4.1 An Overview of Classification 1

  • Useful if the prediction target is categorical or qualitative, while regression is useful if the prediction target is numerical or continuous.
  • Classification computes the probability of the observation matching each available category, and then predicts the category with the highest probability.
  • Widely used classifiers:
    • Logistic regression.
    • Linear discriminant analysis.
    • K-nearest neighbors.
  • Other classifiers (more computer-intensive):
    • Generalized additive models.
    • Trees.
    • Random forests.
    • Boosting.
    • Support vector machines.
  • For binary qualitative response:
    • We can use the dummy variable (0/1) from linear regression to represent the qualitative response.
    • This works because if we flip the coding to (1/0) then the response will be the same as if we used the encoding (0/1) respectively.
    • The predictions using linear regression for binary qualitative response will be the same as linear discriminant analysis (LDA).

4.3 Logistic Regression

  • Logistic regression models the probability that the response Y belongs to a particular category, instead of modeling the response Y directly.
  • The logistic function:
    • It predicts the probability that Y belongs to a particular category.
    • It always outputs a number between 0 and 1.
    • It always outputs S-shaped curve.
\[ p(X) = \frac{e^{\beta_0 + \beta_1 X}}{1 + e^{\beta_0 + \beta_1 X}} \]
  • The odd:
    • Odd is the ratio of the probability of an event occurring to the probability of it not occurring.
    • Can take on any value between 0 and infinity.
\[ Odd(X) = \frac{p(X)}{1 - p(X)} = e^{\beta_0 + \beta_1 X} \]
  • The logit function:
    • It is the log of the odds.
\[ logit = log(Odd(X)) = log\left(\frac{p(X)}{1 - p(X)}\right) = \beta_0 + \beta_1 X \]
  • The minimum likelihood:
    • It is a method for estimating the coefficients in logistic regression.
    • The \(\beta_0\) and \(\beta_1\) are chosen to maximize the likelihood function below.
\[ \begin{aligned} l(\beta_0, \beta_1) &= \prod_{i:y_i=1} p(x_i) \prod_{i':y_{i'}=0} (1 - p(x_{i'})) \\ \end{aligned} \]

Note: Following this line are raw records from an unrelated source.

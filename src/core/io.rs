//! Disk I/O operations for package files

use crate::core::error::Result;
use crate::core::header::{Header, HEADER_SIZE};
use std::fs::{File, OpenOptions};
use std::io::{Read, Seek, SeekFrom, Write};
use std::path::{Path, PathBuf};

/// Chunk size used when relocating content inside the file
const COPY_CHUNK: usize = 64 * 1024;

/// Disk-backed package storage
///
/// All access is absolute-offset: seek, then one contiguous read or write.
#[derive(Debug)]
pub struct PackageFile {
    file: File,
    path: PathBuf,
}

impl PackageFile {
    /// Create a new package file containing only `header`
    pub fn create<P: AsRef<Path>>(path: P, header: &Header) -> Result<Self> {
        let mut file = OpenOptions::new()
            .read(true)
            .write(true)
            .create(true)
            .truncate(true)
            .open(&path)?;

        file.write_all(&header.to_bytes())?;
        file.flush()?;

        Ok(PackageFile {
            file,
            path: path.as_ref().to_path_buf(),
        })
    }

    /// Open an existing package file
    pub fn open<P: AsRef<Path>>(path: P, writable: bool) -> Result<Self> {
        let file = OpenOptions::new().read(true).write(writable).open(&path)?;

        Ok(PackageFile {
            file,
            path: path.as_ref().to_path_buf(),
        })
    }

    /// Read the header at offset 0
    pub fn read_header(&mut self) -> Result<Header> {
        let mut buffer = vec![0u8; HEADER_SIZE];
        self.read_at(0, &mut buffer)?;
        Header::from_bytes(&buffer)
    }

    /// Write the header at offset 0
    pub fn write_header(&mut self, header: &Header) -> Result<()> {
        self.write_at(0, &header.to_bytes())
    }

    /// Fill `buf` from `offset`
    pub fn read_at(&mut self, offset: u64, buf: &mut [u8]) -> Result<()> {
        self.file.seek(SeekFrom::Start(offset))?;
        self.file.read_exact(buf)?;
        Ok(())
    }

    /// Write all of `data` at `offset`
    pub fn write_at(&mut self, offset: u64, data: &[u8]) -> Result<()> {
        self.file.seek(SeekFrom::Start(offset))?;
        self.file.write_all(data)?;
        Ok(())
    }

    /// Move `len` bytes from `src` down to `dst`
    ///
    /// Only backward moves (`dst <= src`) are supported; copying front to
    /// back in chunks is then safe for overlapping ranges.
    pub fn copy_back(&mut self, src: u64, dst: u64, len: u64) -> Result<()> {
        debug_assert!(dst <= src);
        let mut buffer = vec![0u8; COPY_CHUNK.min(len as usize)];
        let mut done = 0u64;
        while done < len {
            let chunk = (len - done).min(buffer.len() as u64) as usize;
            self.read_at(src + done, &mut buffer[..chunk])?;
            self.write_at(dst + done, &buffer[..chunk])?;
            done += chunk as u64;
        }
        Ok(())
    }

    /// Physical size of the file
    pub fn len(&self) -> Result<u64> {
        Ok(self.file.metadata()?.len())
    }

    /// Cut or extend the file to exactly `len` bytes
    pub fn truncate(&mut self, len: u64) -> Result<()> {
        self.file.set_len(len)?;
        self.file.sync_all()?;
        Ok(())
    }

    /// Shared handle for byte-range readers
    pub fn handle(&self) -> &File {
        &self.file
    }

    /// Get file path
    pub fn path(&self) -> &Path {
        &self.path
    }

    /// Sync all writes to disk
    pub fn sync(&mut self) -> Result<()> {
        self.file.flush()?;
        self.file.sync_all()?;
        Ok(())
    }
}
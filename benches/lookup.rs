use criterion::{black_box, criterion_group, criterion_main, BenchmarkId, Criterion};
use pakstore::{AddFlags, Package};
use tempfile::TempDir;

fn populated(dir: &TempDir, count: usize) -> Package {
    let mut pkg = Package::create(dir.path().join("bench.pak")).unwrap();
    for i in 0..count {
        pkg.add_bytes(&format!("assets/file{}.bin", i), &[i as u8; 64], AddFlags::NONE)
            .unwrap();
    }
    pkg.flush().unwrap();
    pkg
}

fn bench_has_file(c: &mut Criterion) {
    let mut group = c.benchmark_group("has_file");

    for count in [100, 1000, 10000] {
        let dir = TempDir::new().unwrap();
        let pkg = populated(&dir, count);

        group.bench_with_input(BenchmarkId::new("hit", count), &count, |b, &count| {
            b.iter(|| {
                let i = rand::random::<usize>() % count;
                black_box(pkg.has_file(&format!("ASSETS/FILE{}.BIN", i)))
            });
        });

        group.bench_with_input(BenchmarkId::new("miss", count), &count, |b, _| {
            b.iter(|| black_box(pkg.has_file("assets/missing.bin")));
        });
    }
    group.finish();
}

fn bench_read(c: &mut Criterion) {
    let mut group = c.benchmark_group("read");

    for size in [1024usize, 64 * 1024, 1024 * 1024] {
        let dir = TempDir::new().unwrap();
        let mut pkg = Package::create(dir.path().join("bench.pak")).unwrap();
        let content: Vec<u8> = (0..size).map(|_| rand::random::<u8>()).collect();
        pkg.add_bytes("blob", &content, AddFlags::NONE).unwrap();
        pkg.flush().unwrap();

        group.bench_with_input(BenchmarkId::from_parameter(size), &size, |b, _| {
            b.iter(|| black_box(pkg.read("blob").unwrap()));
        });
    }
    group.finish();
}

fn bench_add_flush(c: &mut Criterion) {
    let mut group = c.benchmark_group("add_flush");
    group.sample_size(20);

    for count in [100, 1000] {
        group.bench_with_input(BenchmarkId::from_parameter(count), &count, |b, &count| {
            b.iter(|| {
                let dir = TempDir::new().unwrap();
                black_box(populated(&dir, count));
            });
        });
    }
    group.finish();
}

criterion_group!(benches, bench_has_file, bench_read, bench_add_flush);
criterion_main!(benches);
use encoding_rs::{Encoding, GBK};

/// Newtype wrapper for byte offsets in firmware images
#[derive(Debug, Clone, Copy, PartialEq, Eq, PartialOrd, Ord, Hash)]
pub struct Offset(pub u64);

impl Offset {
    pub fn new(value: u64) -> Self {
        Self(value)
    }

    pub fn as_u64(&self) -> u64 {
        self.0
    }

    /// Offset shifted by the load address of the image.
    pub fn rebased(&self, base: u64) -> Offset {
        Offset(base.saturating_add(self.0))
    }
}

impl std::fmt::Display for Offset {
    fn fmt(&self, f: &mut std::fmt::Formatter<'_>) -> std::fmt::Result {
        write!(f, "0x{:08x}", self.0)
    }
}

/// Scanner configuration
#[derive(Debug, Clone)]
pub struct ScanConfig {
    /// Minimum accepted run length in bytes
    pub min_len: usize,

    /// Base address added to reported offsets
    pub base_addr: u64,

    /// Target charset for the decode checks
    pub encoding: &'static Encoding,
}

impl Default for ScanConfig {
    fn default() -> Self {
        Self {
            min_len: 8,
            base_addr: 0,
            encoding: GBK,
        }
    }
}

/// A string accepted by the scan: where it sits in the image, the raw
/// bytes it spans, and the decoded text.
#[derive(Debug, Clone, PartialEq)]
pub struct StringMatch<'a> {
    pub offset: Offset,
    pub raw: &'a [u8],
    pub text: String,
}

4.4 Linear Discriminant Analysis

  • It works as the linear regression for qualitative response, however it solves some of the problems of linear regression:
    • Linear regression estimates are unstable for well-separated classes.
    • If we have more than two response classes, linear regression becomes more complicated.
    • When n is small, linear regression is again unstable.
  • LDA use the Bayes theorem to estimate the probability of the response class.

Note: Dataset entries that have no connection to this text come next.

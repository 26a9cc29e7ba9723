pub mod decode;
pub mod filter;

pub use decode::{decode_strict, decode_text};
pub use filter::ByteFilter;

use encoding_rs::Encoding;

/// Two-tier validity check for a candidate window
///
/// The byte screen runs first and rejects almost everything cheaply; only
/// survivors pay for a strict decode. Windows the screen rejects must never
/// reach the decoder.
#[inline]
pub fn is_valid_string(filter: &ByteFilter, encoding: &'static Encoding, raw: &[u8]) -> bool {
    filter.accepts(raw) && decode_strict(encoding, raw).is_some()
}

#[cfg(test)]
mod tests {
    use super::*;
    use encoding_rs::GBK;

    #[test]
    fn test_both_tiers_pass() {
        let filter = ByteFilter::gb2312();
        assert!(is_valid_string(&filter, GBK, b"plain ascii"));
        assert!(is_valid_string(
            &filter,
            GBK,
            &[0x46, 0x4d, 0xca, 0xd5, 0xd2, 0xf4, 0xbb, 0xfa]
        ));
    }

    #[test]
    fn test_screen_rejects_before_decode() {
        let filter = ByteFilter::gb2312();
        // Control byte, NUL, reserved byte: all die in the first tier
        assert!(!is_valid_string(&filter, GBK, b"line\nbreak"));
        assert!(!is_valid_string(&filter, GBK, b"nul\0byte"));
        assert!(!is_valid_string(&filter, GBK, &[b'o', b'k', 0x90]));
    }

    #[test]
    fn test_decoder_rejects_what_the_screen_passed() {
        let filter = ByteFilter::gb2312();
        // Screen-clean but malformed: lead byte followed by DEL
        let window = [0xc4, 0x7f];
        assert!(filter.accepts(&window));
        assert!(!is_valid_string(&filter, GBK, &window));

        // Screen-clean but truncated: lead byte with no trail
        let dangling = [0x46, 0x4d, 0xca];
        assert!(filter.accepts(&dangling));
        assert!(!is_valid_string(&filter, GBK, &dangling));
    }
}
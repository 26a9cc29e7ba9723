use std::io::Write;

use crate::charset::decode_text;
use crate::error::{Result, ScanError};
use crate::types::{Offset, ScanConfig};

// 你好，Travis.\n
const GREETING: &[u8] = &[
    0xc4, 0xe3, 0xba, 0xc3, 0xa3, 0xac, 0x54, 0x72, 0x61, 0x76, 0x69, 0x73, 0x2e, 0x0a,
];

// FM收音机\n
const FM_RADIO: &[u8] = &[0x46, 0x4d, 0xca, 0xd5, 0xd2, 0xf4, 0xbb, 0xfa, 0x0a];

// 快速组队\n
const QUICK_TEAM: &[u8] = &[0xbf, 0xec, 0xcb, 0xd9, 0xd7, 0xe9, 0xb6, 0xd3, 0x0a];

/// Decode the built-in samples and print them, one per line
///
/// A quick end-to-end check that the decoder is wired up correctly. The
/// samples are known-good, so a decode failure is a fault in the tool, not
/// in any input.
pub fn run<W: Write>(config: &ScanConfig, out: &mut W) -> Result<()> {
    for sample in [GREETING, FM_RADIO, QUICK_TEAM] {
        let text = decode_text(config.encoding, sample).ok_or(ScanError::Decode {
            offset: Offset::new(0),
            encoding: config.encoding.name(),
        })?;
        writeln!(out, "{}", text)?;
    }
    Ok(())
}
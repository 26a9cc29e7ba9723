//! gbstrings - GB2312 string extraction from firmware images
//!
//! The scan is a single forward sweep over a memory-mapped image. A cheap
//! byte screen measures how far a candidate string could extend at each
//! offset, a strict decode confirms the survivors, and accepted strings
//! come out as offset/text pairs.

pub mod charset;
pub mod cli;
pub mod error;
pub mod image;
pub mod report;
pub mod scanner;
pub mod selftest;
pub mod types;

// Re-export commonly used types
pub use charset::{decode_strict, decode_text, is_valid_string, ByteFilter};
pub use error::{Result, ScanError};
pub use image::FirmwareImage;
pub use report::Reporter;
pub use scanner::{Matches, Scanner, Step};
pub use types::{Offset, ScanConfig, StringMatch};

4.4.4 Quadratic Discriminant Analysis

  • Quadratic discriminant analysis (QDA) provides an alternative quadratic approach to LDA,
  • The QDA (like LDA) classifier results from assuming that the observations from each class are drawn from a Gaussian distribution, and plugging estimates for the parameters into Bayes’ theorem in order to perform prediction.
  • However, unlike LDA, QDA assumes that each class has its own covariance matrix.

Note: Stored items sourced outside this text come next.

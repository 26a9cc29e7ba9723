pub mod sweep;

pub use sweep::{Matches, Scanner, Step};
/// Byte-level screen for GB2312-class text
///
/// A necessary-but-not-sufficient check: every byte of a candidate window
/// must clear it before the full decode is worth attempting. The reserved
/// range is the charset-specific part; GB2312 code units start at 0xA1, so
/// 0x80..=0xA0 can appear in neither half of one.
#[derive(Debug, Clone, Copy, PartialEq, Eq)]
pub struct ByteFilter {
    reserved_lo: u8,
    reserved_hi: u8,
}

impl ByteFilter {
    /// Screen with a custom reserved high-byte range.
    pub const fn with_reserved(reserved_lo: u8, reserved_hi: u8) -> Self {
        Self {
            reserved_lo,
            reserved_hi,
        }
    }

    /// Screen parameterized for the GB2312 family.
    pub const fn gb2312() -> Self {
        Self::with_reserved(0x80, 0xa0)
    }

    /// Check if a single byte can appear anywhere inside a string
    #[inline]
    pub fn byte_ok(&self, b: u8) -> bool {
        // Strings never span a NUL
        if b == 0 {
            return false;
        }
        // Control bytes end a string. Also drops format strings carrying
        // raw escapes.
        if b < 0x20 {
            return false;
        }
        b < self.reserved_lo || b > self.reserved_hi
    }

    /// Check if every byte of the window clears the screen
    #[inline]
    pub fn accepts(&self, window: &[u8]) -> bool {
        window.iter().all(|&b| self.byte_ok(b))
    }
}

impl Default for ByteFilter {
    fn default() -> Self {
        Self::gb2312()
    }
}

#[cfg(test)]
mod tests {
    use super::*;

    #[test]
    fn test_nul_rejected() {
        let filter = ByteFilter::gb2312();
        assert!(!filter.byte_ok(0x00));
        assert!(!filter.accepts(b"FM\x00radio"));
    }

    #[test]
    fn test_control_bytes_rejected() {
        let filter = ByteFilter::gb2312();
        for b in 0x01..=0x1f {
            assert!(!filter.byte_ok(b), "control byte {:#04x} slipped through", b);
        }
        assert!(!filter.accepts(b"line\none"));
        assert!(!filter.accepts(b"tab\there"));
    }

    #[test]
    fn test_reserved_range_rejected() {
        let filter = ByteFilter::gb2312();
        for b in 0x80..=0xa0 {
            assert!(!filter.byte_ok(b), "reserved byte {:#04x} slipped through", b);
        }
    }

    #[test]
    fn test_boundary_bytes() {
        let filter = ByteFilter::gb2312();
        // Last control byte rejected, first printable accepted
        assert!(!filter.byte_ok(0x1f));
        assert!(filter.byte_ok(0x20));
        // DEL clears the screen even though it never decodes as a trail
        assert!(filter.byte_ok(0x7e));
        assert!(filter.byte_ok(0x7f));
        // Edges of the reserved range
        assert!(!filter.byte_ok(0x80));
        assert!(!filter.byte_ok(0xa0));
        assert!(filter.byte_ok(0xa1));
        assert!(filter.byte_ok(0xff));
    }

    #[test]
    fn test_clean_windows_accepted() {
        let filter = ByteFilter::gb2312();
        assert!(filter.accepts(b"plain ascii text"));
        // "FM收音机" in GB2312 bytes
        assert!(filter.accepts(&[0x46, 0x4d, 0xca, 0xd5, 0xd2, 0xf4, 0xbb, 0xfa]));
        // The empty window is vacuously clean
        assert!(filter.accepts(&[]));
    }

    #[test]
    fn test_screen_is_deterministic() {
        let filter = ByteFilter::gb2312();
        let window: Vec<u8> = (0u8..=255).collect();
        let first: Vec<bool> = window.iter().map(|&b| filter.byte_ok(b)).collect();
        let second: Vec<bool> = window.iter().map(|&b| filter.byte_ok(b)).collect();
        assert_eq!(first, second);
    }

    #[test]
    fn test_custom_reserved_range() {
        // An ASCII-only screen: everything above 0x7E is reserved
        let filter = ByteFilter::with_reserved(0x7f, 0xff);
        assert!(filter.accepts(b"ascii only"));
        assert!(!filter.byte_ok(0xc4));
        assert!(!filter.byte_ok(0xff));
    }
}
use encoding_rs::Encoding;

use crate::charset::{self, ByteFilter};
use crate::error::{Result, ScanError};
use crate::types::{Offset, ScanConfig, StringMatch};

/// Result of one sweep transition: possibly an accepted string, plus the
/// cursor position for the next step.
#[derive(Debug)]
pub struct Step<'a> {
    pub found: Option<StringMatch<'a>>,
    pub next: usize,
}

/// Forward sweep over an in-memory image
///
/// At every offset the sweep measures the longest window the byte screen
/// allows, validates survivors against the decoder, and either jumps past
/// an accepted string or slides one byte forward. The cursor never moves
/// backwards, so every byte is visited at most once as a run start.
pub struct Scanner<'a> {
    data: &'a [u8],
    filter: ByteFilter,
    min_len: usize,
    encoding: &'static Encoding,
}

impl<'a> Scanner<'a> {
    /// Create a scanner with the default GB2312 screen
    pub fn new(data: &'a [u8], config: &ScanConfig) -> Self {
        Self::with_filter(data, config, ByteFilter::gb2312())
    }

    /// Create a scanner with a custom byte screen
    pub fn with_filter(data: &'a [u8], config: &ScanConfig, filter: ByteFilter) -> Self {
        Self {
            data,
            filter,
            min_len: config.min_len,
            encoding: config.encoding,
        }
    }

    /// Maximal length of a screen-clean run starting at `start`
    ///
    /// Extension probes one byte at a time, with a two-byte fallback probe
    /// before giving up: both halves of a double-byte code unit have to be
    /// present before a window can look clean again, so a one-byte
    /// rejection alone does not end the run.
    pub fn run_len(&self, start: usize) -> usize {
        let mut end = start;
        while end < self.data.len() {
            if self.filter.accepts(&self.data[end..end + 1]) {
                end += 1;
            } else if end + 2 <= self.data.len() && self.filter.accepts(&self.data[end..end + 2]) {
                end += 2;
            } else {
                break;
            }
        }
        end - start
    }

    /// One transition of the sweep at `cursor`
    ///
    /// Pure with respect to the scanner; the caller owns the cursor and
    /// feeds it back in. An accepted string moves the cursor past its last
    /// byte, anything else moves it one byte forward.
    pub fn step(&self, cursor: usize) -> Result<Step<'a>> {
        let len = self.run_len(cursor);
        // Empty runs never count, whatever the configured minimum
        if len > 0 && len >= self.min_len {
            let raw = &self.data[cursor..cursor + len];
            if charset::is_valid_string(&self.filter, self.encoding, raw) {
                let offset = Offset::new(cursor as u64);
                // The run just validated, so a failure here means the scan
                // state is inconsistent; fatal rather than skipped
                let text = charset::decode_text(self.encoding, raw).ok_or(ScanError::Decode {
                    offset,
                    encoding: self.encoding.name(),
                })?;
                return Ok(Step {
                    found: Some(StringMatch { offset, raw, text }),
                    next: cursor + len,
                });
            }
        }
        Ok(Step {
            found: None,
            next: cursor + 1,
        })
    }

    /// Accepted strings in scan order
    pub fn matches(&self) -> Matches<'a, '_> {
        Matches {
            scanner: self,
            cursor: 0,
        }
    }
}

/// Iterator driving the sweep from offset 0 to the end of the image
pub struct Matches<'a, 's> {
    scanner: &'s Scanner<'a>,
    cursor: usize,
}

impl<'a> Iterator for Matches<'a, '_> {
    type Item = Result<StringMatch<'a>>;

    fn next(&mut self) -> Option<Self::Item> {
        while self.cursor < self.scanner.data.len() {
            match self.scanner.step(self.cursor) {
                Ok(step) => {
                    self.cursor = step.next;
                    if let Some(found) = step.found {
                        return Some(Ok(found));
                    }
                }
                Err(e) => {
                    // A fatal error ends the sweep
                    self.cursor = self.scanner.data.len();
                    return Some(Err(e));
                }
            }
        }
        None
    }
}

4.5 A Comparison of Classification Methods

  • We compare Logistic Regression, LDA, QDA, and KNN.
  • In LDA, \(log(\frac{p_1(x)}{1- p_1(x)}) = \frac{log(p_1(x))}{p_2(x)} = c_0 + c_1x\) where \(c_0\) and \(c_1\) are functions of \(\mu_0\), \(\mu_1\), and \(\sigma^2\).
  • In logistic regression, \(log(\frac{p_1(x)}{1- p_1(x)}) = \beta_0 + \beta_1x\) where \(\beta_0\) and \(\beta_1\) are constants.
  • The difference is the way that \(m_0\), \(m_1\), and \(\beta_0\), \(beta_1\) are estimated.
  • \(\beta_0\) and \(\beta_1\) are estimated using maximum likelihood.
  • \(c_0\). \(c_1\) are estimated using the estimated mean and variance of normal distribution.

kNN(k-Nearest Neighbour) Algorithm in R 2

  • k nearest neighbors is a simple algorithm that stores all available cases and classifies new cases by a majority vote of its k neighbors.
  • This algorithms segregates unlabeled data points into well defined groups.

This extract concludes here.